- **Record set**:
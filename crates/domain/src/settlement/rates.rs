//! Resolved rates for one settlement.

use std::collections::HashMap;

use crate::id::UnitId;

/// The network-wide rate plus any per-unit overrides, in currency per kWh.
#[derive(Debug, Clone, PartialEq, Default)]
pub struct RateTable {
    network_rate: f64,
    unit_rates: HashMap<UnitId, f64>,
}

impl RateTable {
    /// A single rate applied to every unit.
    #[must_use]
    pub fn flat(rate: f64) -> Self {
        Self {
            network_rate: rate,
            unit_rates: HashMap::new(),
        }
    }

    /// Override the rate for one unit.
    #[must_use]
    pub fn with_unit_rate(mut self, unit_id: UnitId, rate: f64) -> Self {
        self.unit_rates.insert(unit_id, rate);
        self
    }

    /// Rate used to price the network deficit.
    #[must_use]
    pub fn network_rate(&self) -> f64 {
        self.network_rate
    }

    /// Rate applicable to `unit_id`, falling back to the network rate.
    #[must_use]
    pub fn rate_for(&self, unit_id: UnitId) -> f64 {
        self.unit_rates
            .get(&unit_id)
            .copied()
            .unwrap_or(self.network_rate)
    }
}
==
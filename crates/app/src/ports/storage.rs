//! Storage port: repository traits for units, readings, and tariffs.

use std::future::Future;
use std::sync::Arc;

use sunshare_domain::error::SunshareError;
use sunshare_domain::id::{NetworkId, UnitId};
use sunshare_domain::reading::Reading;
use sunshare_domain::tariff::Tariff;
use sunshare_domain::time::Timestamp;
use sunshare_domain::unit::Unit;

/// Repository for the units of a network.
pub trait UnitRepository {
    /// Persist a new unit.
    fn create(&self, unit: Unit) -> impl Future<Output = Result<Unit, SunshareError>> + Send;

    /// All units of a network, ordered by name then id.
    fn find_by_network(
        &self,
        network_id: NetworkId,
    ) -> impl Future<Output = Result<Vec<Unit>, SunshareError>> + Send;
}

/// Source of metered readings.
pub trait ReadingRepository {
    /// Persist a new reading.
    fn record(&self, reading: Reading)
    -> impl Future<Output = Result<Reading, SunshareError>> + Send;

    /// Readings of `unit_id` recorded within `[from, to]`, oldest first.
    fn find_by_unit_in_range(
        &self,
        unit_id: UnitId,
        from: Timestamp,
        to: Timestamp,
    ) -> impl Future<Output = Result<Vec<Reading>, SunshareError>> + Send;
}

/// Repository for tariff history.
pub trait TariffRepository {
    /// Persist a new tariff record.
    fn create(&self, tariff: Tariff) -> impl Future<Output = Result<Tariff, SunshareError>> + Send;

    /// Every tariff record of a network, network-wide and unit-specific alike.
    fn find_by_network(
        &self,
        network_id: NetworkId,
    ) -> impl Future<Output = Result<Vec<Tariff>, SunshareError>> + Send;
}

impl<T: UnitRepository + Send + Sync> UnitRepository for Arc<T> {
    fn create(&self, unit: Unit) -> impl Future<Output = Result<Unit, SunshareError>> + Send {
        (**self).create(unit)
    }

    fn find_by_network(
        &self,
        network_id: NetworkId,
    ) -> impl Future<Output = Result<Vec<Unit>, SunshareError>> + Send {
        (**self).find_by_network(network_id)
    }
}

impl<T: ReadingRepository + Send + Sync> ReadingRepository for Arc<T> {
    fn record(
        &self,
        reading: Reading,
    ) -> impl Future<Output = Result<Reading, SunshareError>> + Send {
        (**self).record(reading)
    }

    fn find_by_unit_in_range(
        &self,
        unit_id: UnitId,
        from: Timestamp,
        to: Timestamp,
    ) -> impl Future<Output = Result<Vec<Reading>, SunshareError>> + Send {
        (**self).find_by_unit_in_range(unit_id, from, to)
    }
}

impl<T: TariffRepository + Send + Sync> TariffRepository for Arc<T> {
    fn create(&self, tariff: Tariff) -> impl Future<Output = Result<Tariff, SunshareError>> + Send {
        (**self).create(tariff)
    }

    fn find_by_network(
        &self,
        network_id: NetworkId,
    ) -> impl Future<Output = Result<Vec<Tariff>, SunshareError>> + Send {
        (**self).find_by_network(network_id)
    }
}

- **Activity**: Find the lines above that contain "units" and report their number, without comment.

- **Solution to the problem**: 3